Collected data entries:

☆ ☆ ☆

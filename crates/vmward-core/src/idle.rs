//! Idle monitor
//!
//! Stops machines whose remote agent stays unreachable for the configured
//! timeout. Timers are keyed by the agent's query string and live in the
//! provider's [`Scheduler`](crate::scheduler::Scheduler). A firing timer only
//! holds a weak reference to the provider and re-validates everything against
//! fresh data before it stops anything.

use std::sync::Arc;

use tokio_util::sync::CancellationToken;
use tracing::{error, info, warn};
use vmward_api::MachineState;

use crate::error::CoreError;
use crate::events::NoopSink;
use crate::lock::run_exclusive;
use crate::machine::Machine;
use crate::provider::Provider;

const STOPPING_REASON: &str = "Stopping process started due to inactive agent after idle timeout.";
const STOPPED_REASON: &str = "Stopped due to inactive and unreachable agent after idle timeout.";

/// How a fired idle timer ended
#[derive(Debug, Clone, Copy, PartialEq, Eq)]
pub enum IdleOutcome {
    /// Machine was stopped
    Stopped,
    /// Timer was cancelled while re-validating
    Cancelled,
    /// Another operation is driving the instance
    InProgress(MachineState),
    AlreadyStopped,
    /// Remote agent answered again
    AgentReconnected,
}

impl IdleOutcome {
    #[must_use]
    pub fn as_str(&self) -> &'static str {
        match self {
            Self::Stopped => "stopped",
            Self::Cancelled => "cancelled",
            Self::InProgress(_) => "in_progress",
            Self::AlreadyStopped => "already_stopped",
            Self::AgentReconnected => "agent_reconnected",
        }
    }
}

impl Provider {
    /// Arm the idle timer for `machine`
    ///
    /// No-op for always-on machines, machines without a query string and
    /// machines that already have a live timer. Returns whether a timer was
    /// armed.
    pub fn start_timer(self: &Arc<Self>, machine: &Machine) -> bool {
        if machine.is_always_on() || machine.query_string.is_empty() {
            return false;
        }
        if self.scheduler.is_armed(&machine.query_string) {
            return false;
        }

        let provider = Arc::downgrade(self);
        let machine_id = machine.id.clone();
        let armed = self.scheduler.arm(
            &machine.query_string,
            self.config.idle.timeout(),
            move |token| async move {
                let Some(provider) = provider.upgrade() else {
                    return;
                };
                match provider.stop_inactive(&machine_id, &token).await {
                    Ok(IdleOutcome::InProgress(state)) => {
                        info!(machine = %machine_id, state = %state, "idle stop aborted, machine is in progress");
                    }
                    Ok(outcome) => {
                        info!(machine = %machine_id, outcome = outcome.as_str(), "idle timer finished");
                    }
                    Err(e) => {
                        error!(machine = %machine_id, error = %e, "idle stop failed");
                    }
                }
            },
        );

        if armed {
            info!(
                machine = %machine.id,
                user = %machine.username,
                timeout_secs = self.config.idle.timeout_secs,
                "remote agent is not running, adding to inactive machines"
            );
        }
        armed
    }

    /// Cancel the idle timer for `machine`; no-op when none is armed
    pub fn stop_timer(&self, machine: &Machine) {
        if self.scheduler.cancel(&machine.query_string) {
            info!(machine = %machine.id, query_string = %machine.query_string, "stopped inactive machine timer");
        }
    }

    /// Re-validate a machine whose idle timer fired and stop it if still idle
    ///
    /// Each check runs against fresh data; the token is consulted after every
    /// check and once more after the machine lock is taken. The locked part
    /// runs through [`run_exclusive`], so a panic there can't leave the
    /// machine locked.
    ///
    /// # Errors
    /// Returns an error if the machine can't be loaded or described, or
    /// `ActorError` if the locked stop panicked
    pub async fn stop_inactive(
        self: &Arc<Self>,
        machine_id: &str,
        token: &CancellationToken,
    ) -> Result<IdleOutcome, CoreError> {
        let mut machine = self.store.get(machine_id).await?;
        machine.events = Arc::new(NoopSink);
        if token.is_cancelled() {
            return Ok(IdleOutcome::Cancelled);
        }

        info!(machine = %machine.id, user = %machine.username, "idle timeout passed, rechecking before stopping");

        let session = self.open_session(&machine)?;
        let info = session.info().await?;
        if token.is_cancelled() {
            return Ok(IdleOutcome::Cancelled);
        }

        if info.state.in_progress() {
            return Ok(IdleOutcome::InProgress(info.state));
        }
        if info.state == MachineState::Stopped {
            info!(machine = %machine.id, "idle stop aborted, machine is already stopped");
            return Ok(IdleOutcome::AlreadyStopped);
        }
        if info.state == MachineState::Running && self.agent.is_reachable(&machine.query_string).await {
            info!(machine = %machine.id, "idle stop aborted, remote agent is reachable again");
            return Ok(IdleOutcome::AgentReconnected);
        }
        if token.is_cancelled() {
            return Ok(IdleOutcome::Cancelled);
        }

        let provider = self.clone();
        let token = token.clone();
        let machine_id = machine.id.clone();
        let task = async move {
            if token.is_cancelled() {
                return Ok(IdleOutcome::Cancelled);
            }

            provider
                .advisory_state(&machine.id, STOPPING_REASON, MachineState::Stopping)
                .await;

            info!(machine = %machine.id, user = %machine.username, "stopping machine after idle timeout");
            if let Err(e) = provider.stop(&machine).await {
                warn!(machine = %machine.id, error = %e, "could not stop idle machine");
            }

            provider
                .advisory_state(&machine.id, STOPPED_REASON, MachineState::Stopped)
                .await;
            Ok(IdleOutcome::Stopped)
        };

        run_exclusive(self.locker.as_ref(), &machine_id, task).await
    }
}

☆ ☆ ☆

- [ACTION ITEM] Working through the data above, find every line holding "match" and copy it.

- [COMPLETED EXERCISE]
        match self {
                match provider.stop_inactive(&machine_id, &token).await {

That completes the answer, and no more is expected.